:: Task statement ::
Would you output each record exactly as it stands?
········
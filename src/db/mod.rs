//! Database layer
//!
//! This module provides database abstraction for the blogd service.
//! It supports:
//! - SQLite (default, for single-binary deployment)
//! - MySQL (for larger deployments)
//!
//! The database driver is selected based on configuration. Repositories
//! work against the `DatabasePool` trait and dispatch per driver.
//!
//! # Usage
//!
//! ```ignore
//! use blogd::config::DatabaseConfig;
//! use blogd::db::{create_pool, migrations};
//!
//! let config = DatabaseConfig::default();
//! let pool = create_pool(&config).await?;
//! migrations::run_migrations(&pool).await?;
//! pool.ping().await?;
//! ```

pub mod migrations;
pub mod pool;
pub mod repositories;

pub use pool::{
    create_pool, create_test_pool, DatabasePool, DynDatabasePool, MysqlDatabase, SqliteDatabase,
};
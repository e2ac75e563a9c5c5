//! Data models
//!
//! This module contains all data structures used throughout the blogd service.
//! Models represent:
//! - Database entities (Post, ContactMessage)
//! - API request/response building blocks
//! - Pagination and filter types

mod message;
mod post;

pub use message::{ContactMessage, FieldError, NewMessageInput};
pub use post::{
    Author, CreatePostInput, ListParams, Post, PostFilters, PostPage, UpdatePostInput,
    DEFAULT_AUTHOR_IMAGE, DEFAULT_AUTHOR_NAME, DEFAULT_COVER_IMAGE, MAX_AUTHOR_NAME_LEN,
    MAX_EXCERPT_LEN, MAX_TAG_LEN, MAX_TITLE_LEN,
};
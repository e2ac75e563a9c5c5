//! Contact message model

use chrono::{DateTime, Utc};
use serde::{Deserialize, Serialize};
use uuid::Uuid;

/// Immutable contact message record
#[derive(Debug, Clone, Serialize, Deserialize)]
pub struct ContactMessage {
    /// Unique identifier
    pub id: String,
    /// Sender name
    pub name: String,
    /// Sender email address
    pub email: String,
    /// Message body
    pub message: String,
    /// Submission timestamp
    pub created_at: DateTime<Utc>,
}

impl ContactMessage {
    /// Build a new record from validated input
    pub fn from_input(input: NewMessageInput) -> Self {
        Self {
            id: Uuid::new_v4().to_string(),
            name: input.name,
            email: input.email,
            message: input.message,
            created_at: Utc::now(),
        }
    }
}

/// Input for submitting a contact message
#[derive(Debug, Clone, Serialize, Deserialize)]
pub struct NewMessageInput {
    /// Sender name
    pub name: String,
    /// Sender email address
    pub email: String,
    /// Message body
    pub message: String,
}

/// One field-level validation failure
#[derive(Debug, Clone, PartialEq, Eq, Serialize, Deserialize)]
pub struct FieldError {
    /// Name of the offending field
    pub field: String,
    /// Human-readable description
    pub message: String,
}

impl FieldError {
    /// Create a new field error
    pub fn new(field: impl Into<String>, message: impl Into<String>) -> Self {
        Self {
            field: field.into(),
            message: message.into(),
        }
    }
}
········
:: Solved exercise ::
filename src/db/mod.rs
//! Database layer
//!
//! This module provides database abstraction for the blogd service.
//! It supports:
//! - SQLite (default, for single-binary deployment)
//! - MySQL (for larger deployments)
//!
//! The database driver is selected based on configuration. Repositories
//! work against the `DatabasePool` trait and dispatch per driver.
//!
//! # Usage
//!
//! ```ignore
//! use blogd::config::DatabaseConfig;
//! use blogd::db::{create_pool, migrations};
//!
//! let config = DatabaseConfig::default();
//! let pool = create_pool(&config).await?;
//! migrations::run_migrations(&pool).await?;
//! pool.ping().await?;
//! ```

pub mod migrations;
pub mod pool;
pub mod repositories;

pub use pool::{
    create_pool, create_test_pool, DatabasePool, DynDatabasePool, MysqlDatabase, SqliteDatabase,
};
repository e2ac75e563a9c5c5
//! Data models
//!
//! This module contains all data structures used throughout the blogd service.
//! Models represent:
//! - Database entities (Post, ContactMessage)
//! - API request/response building blocks
//! - Pagination and filter types

mod message;
mod post;

pub use message::{ContactMessage, FieldError, NewMessageInput};
pub use post::{
    Author, CreatePostInput, ListParams, Post, PostFilters, PostPage, UpdatePostInput,
    DEFAULT_AUTHOR_IMAGE, DEFAULT_AUTHOR_NAME, DEFAULT_COVER_IMAGE, MAX_AUTHOR_NAME_LEN,
    MAX_EXCERPT_LEN, MAX_TAG_LEN, MAX_TITLE_LEN,
};
repository e2ac75e563a9c5c5
//! Contact message model

use chrono::{DateTime, Utc};
use serde::{Deserialize, Serialize};
use uuid::Uuid;

/// Immutable contact message record
#[derive(Debug, Clone, Serialize, Deserialize)]
pub struct ContactMessage {
    /// Unique identifier
    pub id: String,
    /// Sender name
    pub name: String,
    /// Sender email address
    pub email: String,
    /// Message body
    pub message: String,
    /// Submission timestamp
    pub created_at: DateTime<Utc>,
}

impl ContactMessage {
    /// Build a new record from validated input
    pub fn from_input(input: NewMessageInput) -> Self {
        Self {
            id: Uuid::new_v4().to_string(),
            name: input.name,
            email: input.email,
            message: input.message,
            created_at: Utc::now(),
        }
    }
}

/// Input for submitting a contact message
#[derive(Debug, Clone, Serialize, Deserialize)]
pub struct NewMessageInput {
    /// Sender name
    pub name: String,
    /// Sender email address
    pub email: String,
    /// Message body
    pub message: String,
}

/// One field-level validation failure
#[derive(Debug, Clone, PartialEq, Eq, Serialize, Deserialize)]
pub struct FieldError {
    /// Name of the offending field
    pub field: String,
    /// Human-readable description
    pub message: String,
}

impl FieldError {
    /// Create a new field error
    pub fn new(field: impl Into<String>, message: impl Into<String>) -> Self {
        Self {
            field: field.into(),
            message: message.into(),
        }
    }
}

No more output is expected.